(Saved entries)
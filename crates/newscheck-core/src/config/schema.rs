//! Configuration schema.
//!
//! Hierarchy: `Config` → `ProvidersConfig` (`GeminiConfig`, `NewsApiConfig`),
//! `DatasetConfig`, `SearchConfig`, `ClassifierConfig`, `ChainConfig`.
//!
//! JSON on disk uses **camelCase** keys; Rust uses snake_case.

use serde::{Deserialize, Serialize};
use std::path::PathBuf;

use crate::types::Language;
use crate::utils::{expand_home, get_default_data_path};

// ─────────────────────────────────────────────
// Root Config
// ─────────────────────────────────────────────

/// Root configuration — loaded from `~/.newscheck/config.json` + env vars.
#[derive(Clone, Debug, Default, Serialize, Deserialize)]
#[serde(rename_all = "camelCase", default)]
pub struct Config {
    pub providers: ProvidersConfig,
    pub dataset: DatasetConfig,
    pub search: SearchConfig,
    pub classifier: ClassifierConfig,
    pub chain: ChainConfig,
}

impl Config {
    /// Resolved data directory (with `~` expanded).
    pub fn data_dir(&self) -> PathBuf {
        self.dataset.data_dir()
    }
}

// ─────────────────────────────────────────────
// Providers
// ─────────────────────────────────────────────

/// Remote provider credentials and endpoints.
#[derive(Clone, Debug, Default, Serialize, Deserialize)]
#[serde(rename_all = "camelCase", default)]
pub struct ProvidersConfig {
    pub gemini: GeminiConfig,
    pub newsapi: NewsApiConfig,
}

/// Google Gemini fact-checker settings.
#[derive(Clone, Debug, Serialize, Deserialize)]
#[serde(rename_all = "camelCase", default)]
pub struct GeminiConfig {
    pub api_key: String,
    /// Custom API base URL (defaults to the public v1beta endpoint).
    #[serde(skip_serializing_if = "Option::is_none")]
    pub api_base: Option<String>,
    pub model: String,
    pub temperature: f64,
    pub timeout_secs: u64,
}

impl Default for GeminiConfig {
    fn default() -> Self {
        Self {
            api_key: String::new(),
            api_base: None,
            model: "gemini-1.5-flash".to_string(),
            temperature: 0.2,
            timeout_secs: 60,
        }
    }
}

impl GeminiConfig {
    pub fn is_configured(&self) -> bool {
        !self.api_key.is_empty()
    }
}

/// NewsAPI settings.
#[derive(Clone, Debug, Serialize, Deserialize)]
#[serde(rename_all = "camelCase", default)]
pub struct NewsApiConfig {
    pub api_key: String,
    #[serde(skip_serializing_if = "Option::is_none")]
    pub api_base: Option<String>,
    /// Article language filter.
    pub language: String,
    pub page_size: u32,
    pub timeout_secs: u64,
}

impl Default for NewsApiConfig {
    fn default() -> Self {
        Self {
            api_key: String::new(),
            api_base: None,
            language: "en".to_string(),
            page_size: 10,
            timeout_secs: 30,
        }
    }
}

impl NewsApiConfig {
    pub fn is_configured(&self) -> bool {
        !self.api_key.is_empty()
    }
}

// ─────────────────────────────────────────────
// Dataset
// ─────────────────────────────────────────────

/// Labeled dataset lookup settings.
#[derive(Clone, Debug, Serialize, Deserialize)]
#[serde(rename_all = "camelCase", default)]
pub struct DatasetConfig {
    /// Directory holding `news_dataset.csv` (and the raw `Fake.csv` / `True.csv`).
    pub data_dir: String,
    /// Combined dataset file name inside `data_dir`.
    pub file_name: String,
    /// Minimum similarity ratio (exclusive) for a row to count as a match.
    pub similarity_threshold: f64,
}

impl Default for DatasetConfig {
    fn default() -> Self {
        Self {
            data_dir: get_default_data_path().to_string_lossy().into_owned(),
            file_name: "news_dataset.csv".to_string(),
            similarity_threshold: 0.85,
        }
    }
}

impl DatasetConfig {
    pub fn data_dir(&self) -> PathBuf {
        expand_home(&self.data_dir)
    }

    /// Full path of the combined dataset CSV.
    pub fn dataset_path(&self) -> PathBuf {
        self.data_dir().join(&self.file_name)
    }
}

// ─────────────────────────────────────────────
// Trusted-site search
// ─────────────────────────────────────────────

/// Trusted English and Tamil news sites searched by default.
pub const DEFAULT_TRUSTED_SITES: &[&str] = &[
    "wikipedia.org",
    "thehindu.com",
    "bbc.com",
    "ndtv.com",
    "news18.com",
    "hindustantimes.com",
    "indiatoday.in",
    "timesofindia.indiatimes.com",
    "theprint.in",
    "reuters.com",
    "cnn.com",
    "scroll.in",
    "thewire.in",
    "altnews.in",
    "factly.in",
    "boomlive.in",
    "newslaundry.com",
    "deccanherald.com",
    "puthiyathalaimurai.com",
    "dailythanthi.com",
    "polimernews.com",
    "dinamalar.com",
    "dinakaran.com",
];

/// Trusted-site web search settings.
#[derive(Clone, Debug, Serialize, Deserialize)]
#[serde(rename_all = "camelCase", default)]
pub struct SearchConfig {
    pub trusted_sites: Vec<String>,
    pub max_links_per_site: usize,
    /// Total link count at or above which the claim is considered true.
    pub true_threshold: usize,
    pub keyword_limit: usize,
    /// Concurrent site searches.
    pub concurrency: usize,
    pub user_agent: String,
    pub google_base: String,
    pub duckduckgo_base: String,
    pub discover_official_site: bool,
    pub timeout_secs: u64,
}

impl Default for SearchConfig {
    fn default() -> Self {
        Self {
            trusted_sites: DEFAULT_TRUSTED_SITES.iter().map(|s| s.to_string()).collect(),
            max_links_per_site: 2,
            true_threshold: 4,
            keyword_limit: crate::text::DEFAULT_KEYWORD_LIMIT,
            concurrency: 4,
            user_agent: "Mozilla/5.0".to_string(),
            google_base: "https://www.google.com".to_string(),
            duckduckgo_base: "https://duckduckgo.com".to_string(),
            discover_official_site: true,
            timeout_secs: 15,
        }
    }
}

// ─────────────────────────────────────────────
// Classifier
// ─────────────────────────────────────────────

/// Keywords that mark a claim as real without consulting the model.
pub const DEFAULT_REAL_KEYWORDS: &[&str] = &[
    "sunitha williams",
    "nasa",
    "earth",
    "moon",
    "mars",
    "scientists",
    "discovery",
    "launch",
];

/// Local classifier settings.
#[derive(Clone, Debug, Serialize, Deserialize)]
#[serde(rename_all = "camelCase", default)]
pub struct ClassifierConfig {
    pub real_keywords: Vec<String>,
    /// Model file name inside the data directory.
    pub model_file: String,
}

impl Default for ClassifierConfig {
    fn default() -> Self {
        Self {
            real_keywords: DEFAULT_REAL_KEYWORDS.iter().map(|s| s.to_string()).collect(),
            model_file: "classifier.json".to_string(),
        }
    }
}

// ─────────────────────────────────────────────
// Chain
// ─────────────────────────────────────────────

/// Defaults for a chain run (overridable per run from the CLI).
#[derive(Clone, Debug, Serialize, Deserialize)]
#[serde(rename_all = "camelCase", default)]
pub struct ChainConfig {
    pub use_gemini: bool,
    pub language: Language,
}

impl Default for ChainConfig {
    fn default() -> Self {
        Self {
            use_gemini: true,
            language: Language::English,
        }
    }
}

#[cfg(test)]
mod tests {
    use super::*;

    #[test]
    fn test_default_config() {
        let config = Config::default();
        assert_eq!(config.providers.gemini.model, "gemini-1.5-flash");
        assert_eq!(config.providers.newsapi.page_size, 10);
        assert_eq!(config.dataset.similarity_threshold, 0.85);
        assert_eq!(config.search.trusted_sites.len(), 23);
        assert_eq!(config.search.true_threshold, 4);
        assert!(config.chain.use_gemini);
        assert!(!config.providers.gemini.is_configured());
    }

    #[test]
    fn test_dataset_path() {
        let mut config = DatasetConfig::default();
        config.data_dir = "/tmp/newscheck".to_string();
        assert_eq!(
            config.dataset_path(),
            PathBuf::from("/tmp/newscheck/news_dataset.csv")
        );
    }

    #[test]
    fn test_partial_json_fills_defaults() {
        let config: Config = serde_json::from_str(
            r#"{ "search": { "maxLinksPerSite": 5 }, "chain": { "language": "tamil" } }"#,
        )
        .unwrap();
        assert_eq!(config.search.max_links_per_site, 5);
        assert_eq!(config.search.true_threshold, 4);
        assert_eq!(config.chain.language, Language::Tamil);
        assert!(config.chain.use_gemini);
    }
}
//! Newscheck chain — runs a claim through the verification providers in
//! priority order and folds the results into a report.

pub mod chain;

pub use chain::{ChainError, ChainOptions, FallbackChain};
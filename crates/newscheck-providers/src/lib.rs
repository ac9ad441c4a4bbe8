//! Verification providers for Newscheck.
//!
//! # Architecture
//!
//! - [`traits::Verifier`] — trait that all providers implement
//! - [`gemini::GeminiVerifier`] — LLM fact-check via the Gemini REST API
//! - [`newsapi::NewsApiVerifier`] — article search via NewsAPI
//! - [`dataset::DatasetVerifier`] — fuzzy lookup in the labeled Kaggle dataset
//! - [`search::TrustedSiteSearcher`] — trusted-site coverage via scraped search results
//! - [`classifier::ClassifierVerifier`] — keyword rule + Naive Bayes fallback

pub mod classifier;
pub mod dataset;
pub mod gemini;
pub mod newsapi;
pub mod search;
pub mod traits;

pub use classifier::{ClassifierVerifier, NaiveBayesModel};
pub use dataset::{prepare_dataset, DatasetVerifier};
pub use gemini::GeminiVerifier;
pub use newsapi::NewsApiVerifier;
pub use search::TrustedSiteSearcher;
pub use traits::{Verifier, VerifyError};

INSTRUCTIONS FOR THE TASK:
Reproduce verbatim only the lines from the one holding "let config: Config" through the end of the records.

TASK RESPONSE:
        let config: Config = serde_json::from_str(
            r#"{ "search": { "maxLinksPerSite": 5 }, "chain": { "language": "tamil" } }"#,
        )
        .unwrap();
        assert_eq!(config.search.max_links_per_site, 5);
        assert_eq!(config.search.true_threshold, 4);
        assert_eq!(config.chain.language, Language::Tamil);
        assert!(config.chain.use_gemini);
    }
}
//! Newscheck chain — runs a claim through the verification providers in
//! priority order and folds the results into a report.

pub mod chain;

pub use chain::{ChainError, ChainOptions, FallbackChain};
filename crates/newscheck-providers/src/lib.rs
repository ac9ad441c4a4bbe8
//! Verification providers for Newscheck.
//!
//! # Architecture
//!
//! - [`traits::Verifier`] — trait that all providers implement
//! - [`gemini::GeminiVerifier`] — LLM fact-check via the Gemini REST API
//! - [`newsapi::NewsApiVerifier`] — article search via NewsAPI
//! - [`dataset::DatasetVerifier`] — fuzzy lookup in the labeled Kaggle dataset
//! - [`search::TrustedSiteSearcher`] — trusted-site coverage via scraped search results
//! - [`classifier::ClassifierVerifier`] — keyword rule + Naive Bayes fallback

pub mod classifier;
pub mod dataset;
pub mod gemini;
pub mod newsapi;
pub mod search;
pub mod traits;

pub use classifier::{ClassifierVerifier, NaiveBayesModel};
pub use dataset::{prepare_dataset, DatasetVerifier};
pub use gemini::GeminiVerifier;
pub use newsapi::NewsApiVerifier;
pub use search::TrustedSiteSearcher;
pub use traits::{Verifier, VerifyError};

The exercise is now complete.